• **WORK INSTRUCTION**
Two lines mark the range in the entries below: the one holding "or anything else." and the one holding "pub use duplex::DuplexTransport;". Set down those two and all lines between them, exactly.

◆ ◆ ◆

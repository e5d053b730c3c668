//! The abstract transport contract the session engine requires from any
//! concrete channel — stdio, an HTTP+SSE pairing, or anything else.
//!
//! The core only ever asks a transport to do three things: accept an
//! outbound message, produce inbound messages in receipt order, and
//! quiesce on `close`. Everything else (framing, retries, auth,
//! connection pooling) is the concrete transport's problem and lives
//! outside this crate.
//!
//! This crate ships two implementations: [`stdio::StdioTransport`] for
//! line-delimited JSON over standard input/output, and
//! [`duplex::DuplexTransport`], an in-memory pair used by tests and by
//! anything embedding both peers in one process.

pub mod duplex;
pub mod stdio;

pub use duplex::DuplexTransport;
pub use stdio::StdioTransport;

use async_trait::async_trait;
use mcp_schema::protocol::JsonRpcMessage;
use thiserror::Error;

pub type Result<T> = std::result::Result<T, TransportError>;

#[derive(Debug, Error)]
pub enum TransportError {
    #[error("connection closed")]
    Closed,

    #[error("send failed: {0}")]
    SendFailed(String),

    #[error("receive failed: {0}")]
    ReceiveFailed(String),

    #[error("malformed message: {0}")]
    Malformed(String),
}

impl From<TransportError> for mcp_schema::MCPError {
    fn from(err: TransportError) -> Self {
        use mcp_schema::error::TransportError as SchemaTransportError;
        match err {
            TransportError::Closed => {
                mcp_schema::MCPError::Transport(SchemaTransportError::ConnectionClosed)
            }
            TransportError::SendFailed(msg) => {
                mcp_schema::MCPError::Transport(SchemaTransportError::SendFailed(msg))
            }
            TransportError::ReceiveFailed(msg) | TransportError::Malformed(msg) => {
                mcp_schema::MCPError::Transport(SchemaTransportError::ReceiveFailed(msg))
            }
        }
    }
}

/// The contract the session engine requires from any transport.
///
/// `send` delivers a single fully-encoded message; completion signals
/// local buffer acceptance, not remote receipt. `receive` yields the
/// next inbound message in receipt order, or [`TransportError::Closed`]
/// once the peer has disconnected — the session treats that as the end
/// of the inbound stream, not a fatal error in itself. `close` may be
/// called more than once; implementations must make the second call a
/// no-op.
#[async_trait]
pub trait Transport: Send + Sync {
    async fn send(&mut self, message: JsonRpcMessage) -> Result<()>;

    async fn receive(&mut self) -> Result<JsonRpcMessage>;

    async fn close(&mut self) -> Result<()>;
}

◆ ◆ ◆

• **ANSWER SPACE**
//! concrete channel — stdio, an HTTP+SSE pairing, or anything else.
//!
//! The core only ever asks a transport to do three things: accept an
//! outbound message, produce inbound messages in receipt order, and
//! quiesce on `close`. Everything else (framing, retries, auth,
//! connection pooling) is the concrete transport's problem and lives
//! outside this crate.
//!
//! This crate ships two implementations: [`stdio::StdioTransport`] for
//! line-delimited JSON over standard input/output, and
//! [`duplex::DuplexTransport`], an in-memory pair used by tests and by
//! anything embedding both peers in one process.

pub mod duplex;
pub mod stdio;

pub use duplex::DuplexTransport;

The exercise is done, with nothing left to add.